■ Records for processing ■
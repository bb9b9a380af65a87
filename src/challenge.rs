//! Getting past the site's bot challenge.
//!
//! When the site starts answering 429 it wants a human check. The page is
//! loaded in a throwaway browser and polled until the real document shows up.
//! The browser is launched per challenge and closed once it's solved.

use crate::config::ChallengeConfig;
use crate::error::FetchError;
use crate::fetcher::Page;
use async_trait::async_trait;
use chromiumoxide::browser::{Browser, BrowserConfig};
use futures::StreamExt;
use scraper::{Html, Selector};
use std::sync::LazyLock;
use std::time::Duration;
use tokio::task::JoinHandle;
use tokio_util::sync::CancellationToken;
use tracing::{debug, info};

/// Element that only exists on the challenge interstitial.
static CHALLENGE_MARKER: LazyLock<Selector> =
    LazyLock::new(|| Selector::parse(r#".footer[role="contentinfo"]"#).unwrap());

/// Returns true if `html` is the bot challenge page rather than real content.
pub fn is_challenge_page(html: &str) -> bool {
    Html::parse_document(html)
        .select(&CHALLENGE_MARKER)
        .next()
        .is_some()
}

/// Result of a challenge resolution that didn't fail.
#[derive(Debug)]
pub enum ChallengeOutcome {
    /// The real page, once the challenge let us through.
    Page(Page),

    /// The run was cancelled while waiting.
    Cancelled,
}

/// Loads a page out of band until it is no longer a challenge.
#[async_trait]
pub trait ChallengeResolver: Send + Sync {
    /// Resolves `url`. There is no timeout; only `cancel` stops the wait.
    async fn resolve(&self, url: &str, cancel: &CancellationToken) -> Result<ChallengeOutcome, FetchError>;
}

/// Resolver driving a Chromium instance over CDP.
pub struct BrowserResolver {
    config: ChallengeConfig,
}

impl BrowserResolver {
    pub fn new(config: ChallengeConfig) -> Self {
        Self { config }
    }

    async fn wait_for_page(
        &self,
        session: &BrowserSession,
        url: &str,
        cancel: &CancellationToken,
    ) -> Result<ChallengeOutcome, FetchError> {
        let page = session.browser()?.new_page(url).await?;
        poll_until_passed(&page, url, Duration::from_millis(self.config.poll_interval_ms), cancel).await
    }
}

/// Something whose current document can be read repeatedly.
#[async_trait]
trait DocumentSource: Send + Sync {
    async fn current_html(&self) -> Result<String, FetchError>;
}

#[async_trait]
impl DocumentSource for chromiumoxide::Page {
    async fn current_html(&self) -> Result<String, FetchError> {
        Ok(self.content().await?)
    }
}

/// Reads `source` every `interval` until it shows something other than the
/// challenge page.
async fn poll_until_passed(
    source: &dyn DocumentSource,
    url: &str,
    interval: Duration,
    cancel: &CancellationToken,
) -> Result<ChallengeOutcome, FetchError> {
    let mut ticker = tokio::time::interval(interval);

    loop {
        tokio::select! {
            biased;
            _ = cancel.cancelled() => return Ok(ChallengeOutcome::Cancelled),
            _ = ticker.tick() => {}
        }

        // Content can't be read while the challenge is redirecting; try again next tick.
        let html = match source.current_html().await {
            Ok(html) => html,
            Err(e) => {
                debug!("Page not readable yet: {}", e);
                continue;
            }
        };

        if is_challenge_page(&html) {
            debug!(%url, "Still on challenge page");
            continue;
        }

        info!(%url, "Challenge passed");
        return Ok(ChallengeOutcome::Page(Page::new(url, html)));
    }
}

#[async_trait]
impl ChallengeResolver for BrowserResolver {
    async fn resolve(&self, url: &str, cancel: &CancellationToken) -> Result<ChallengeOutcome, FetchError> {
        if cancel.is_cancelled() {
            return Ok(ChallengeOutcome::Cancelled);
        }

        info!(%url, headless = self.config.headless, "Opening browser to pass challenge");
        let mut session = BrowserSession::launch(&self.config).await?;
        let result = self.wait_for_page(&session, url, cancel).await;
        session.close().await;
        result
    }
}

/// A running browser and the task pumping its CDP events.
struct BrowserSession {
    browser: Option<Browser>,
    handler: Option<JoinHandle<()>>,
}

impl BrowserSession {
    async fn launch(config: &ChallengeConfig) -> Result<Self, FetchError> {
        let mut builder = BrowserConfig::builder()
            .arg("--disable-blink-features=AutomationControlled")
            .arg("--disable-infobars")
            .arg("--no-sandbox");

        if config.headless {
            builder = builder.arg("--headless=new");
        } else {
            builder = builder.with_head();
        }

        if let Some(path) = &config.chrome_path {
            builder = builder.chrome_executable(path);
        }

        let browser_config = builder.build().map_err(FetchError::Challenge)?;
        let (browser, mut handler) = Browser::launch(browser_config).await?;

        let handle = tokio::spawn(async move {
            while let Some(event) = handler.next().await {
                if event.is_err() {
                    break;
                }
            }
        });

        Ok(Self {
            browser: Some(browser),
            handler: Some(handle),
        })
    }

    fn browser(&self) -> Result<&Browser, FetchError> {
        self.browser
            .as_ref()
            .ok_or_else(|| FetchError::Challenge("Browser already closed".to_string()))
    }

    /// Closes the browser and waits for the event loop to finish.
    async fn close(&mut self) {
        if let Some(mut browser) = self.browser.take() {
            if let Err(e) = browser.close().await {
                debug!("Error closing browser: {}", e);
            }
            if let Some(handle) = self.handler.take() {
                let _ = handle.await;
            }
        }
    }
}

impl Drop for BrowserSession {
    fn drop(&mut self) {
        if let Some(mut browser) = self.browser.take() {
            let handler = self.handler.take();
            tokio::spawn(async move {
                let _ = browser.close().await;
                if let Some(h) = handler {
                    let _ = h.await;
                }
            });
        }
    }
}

■ Task ■
Nothing in the data above may be skipped; repeat it all exactly.

■ Response ■
repository bb9b9a380af65a87
filename src/challenge.rs
//! Getting past the site's bot challenge.
//!
//! When the site starts answering 429 it wants a human check. The page is
//! loaded in a throwaway browser and polled until the real document shows up.
//! The browser is launched per challenge and closed once it's solved.

use crate::config::ChallengeConfig;
use crate::error::FetchError;
use crate::fetcher::Page;
use async_trait::async_trait;
use chromiumoxide::browser::{Browser, BrowserConfig};
use futures::StreamExt;
use scraper::{Html, Selector};
use std::sync::LazyLock;
use std::time::Duration;
use tokio::task::JoinHandle;
use tokio_util::sync::CancellationToken;
use tracing::{debug, info};

/// Element that only exists on the challenge interstitial.
static CHALLENGE_MARKER: LazyLock<Selector> =
    LazyLock::new(|| Selector::parse(r#".footer[role="contentinfo"]"#).unwrap());

/// Returns true if `html` is the bot challenge page rather than real content.
pub fn is_challenge_page(html: &str) -> bool {
    Html::parse_document(html)
        .select(&CHALLENGE_MARKER)
        .next()
        .is_some()
}

/// Result of a challenge resolution that didn't fail.
#[derive(Debug)]
pub enum ChallengeOutcome {
    /// The real page, once the challenge let us through.
    Page(Page),

    /// The run was cancelled while waiting.
    Cancelled,
}

/// Loads a page out of band until it is no longer a challenge.
#[async_trait]
pub trait ChallengeResolver: Send + Sync {
    /// Resolves `url`. There is no timeout; only `cancel` stops the wait.
    async fn resolve(&self, url: &str, cancel: &CancellationToken) -> Result<ChallengeOutcome, FetchError>;
}

/// Resolver driving a Chromium instance over CDP.
pub struct BrowserResolver {
    config: ChallengeConfig,
}

impl BrowserResolver {
    pub fn new(config: ChallengeConfig) -> Self {
        Self { config }
    }

    async fn wait_for_page(
        &self,
        session: &BrowserSession,
        url: &str,
        cancel: &CancellationToken,
    ) -> Result<ChallengeOutcome, FetchError> {
        let page = session.browser()?.new_page(url).await?;
        poll_until_passed(&page, url, Duration::from_millis(self.config.poll_interval_ms), cancel).await
    }
}

/// Something whose current document can be read repeatedly.
#[async_trait]
trait DocumentSource: Send + Sync {
    async fn current_html(&self) -> Result<String, FetchError>;
}

#[async_trait]
impl DocumentSource for chromiumoxide::Page {
    async fn current_html(&self) -> Result<String, FetchError> {
        Ok(self.content().await?)
    }
}

/// Reads `source` every `interval` until it shows something other than the
/// challenge page.
async fn poll_until_passed(
    source: &dyn DocumentSource,
    url: &str,
    interval: Duration,
    cancel: &CancellationToken,
) -> Result<ChallengeOutcome, FetchError> {
    let mut ticker = tokio::time::interval(interval);

    loop {
        tokio::select! {
            biased;
            _ = cancel.cancelled() => return Ok(ChallengeOutcome::Cancelled),
            _ = ticker.tick() => {}
        }

        // Content can't be read while the challenge is redirecting; try again next tick.
        let html = match source.current_html().await {
            Ok(html) => html,
            Err(e) => {
                debug!("Page not readable yet: {}", e);
                continue;
            }
        };

        if is_challenge_page(&html) {
            debug!(%url, "Still on challenge page");
            continue;
        }

        info!(%url, "Challenge passed");
        return Ok(ChallengeOutcome::Page(Page::new(url, html)));
    }
}

#[async_trait]
impl ChallengeResolver for BrowserResolver {
    async fn resolve(&self, url: &str, cancel: &CancellationToken) -> Result<ChallengeOutcome, FetchError> {
        if cancel.is_cancelled() {
            return Ok(ChallengeOutcome::Cancelled);
        }

        info!(%url, headless = self.config.headless, "Opening browser to pass challenge");
        let mut session = BrowserSession::launch(&self.config).await?;
        let result = self.wait_for_page(&session, url, cancel).await;
        session.close().await;
        result
    }
}

/// A running browser and the task pumping its CDP events.
struct BrowserSession {
    browser: Option<Browser>,
    handler: Option<JoinHandle<()>>,
}

impl BrowserSession {
    async fn launch(config: &ChallengeConfig) -> Result<Self, FetchError> {
        let mut builder = BrowserConfig::builder()
            .arg("--disable-blink-features=AutomationControlled")
            .arg("--disable-infobars")
            .arg("--no-sandbox");

        if config.headless {
            builder = builder.arg("--headless=new");
        } else {
            builder = builder.with_head();
        }

        if let Some(path) = &config.chrome_path {
            builder = builder.chrome_executable(path);
        }

        let browser_config = builder.build().map_err(FetchError::Challenge)?;
        let (browser, mut handler) = Browser::launch(browser_config).await?;

        let handle = tokio::spawn(async move {
            while let Some(event) = handler.next().await {
                if event.is_err() {
                    break;
                }
            }
        });

        Ok(Self {
            browser: Some(browser),
            handler: Some(handle),
        })
    }

    fn browser(&self) -> Result<&Browser, FetchError> {
        self.browser
            .as_ref()
            .ok_or_else(|| FetchError::Challenge("Browser already closed".to_string()))
    }

    /// Closes the browser and waits for the event loop to finish.
    async fn close(&mut self) {
        if let Some(mut browser) = self.browser.take() {
            if let Err(e) = browser.close().await {
                debug!("Error closing browser: {}", e);
            }
            if let Some(handle) = self.handler.take() {
                let _ = handle.await;
            }
        }
    }
}

impl Drop for BrowserSession {
    fn drop(&mut self) {
        if let Some(mut browser) = self.browser.take() {
            let handler = self.handler.take();
            tokio::spawn(async move {
                let _ = browser.close().await;
                if let Some(h) = handler {
                    let _ = h.await;
                }
            });
        }
    }
}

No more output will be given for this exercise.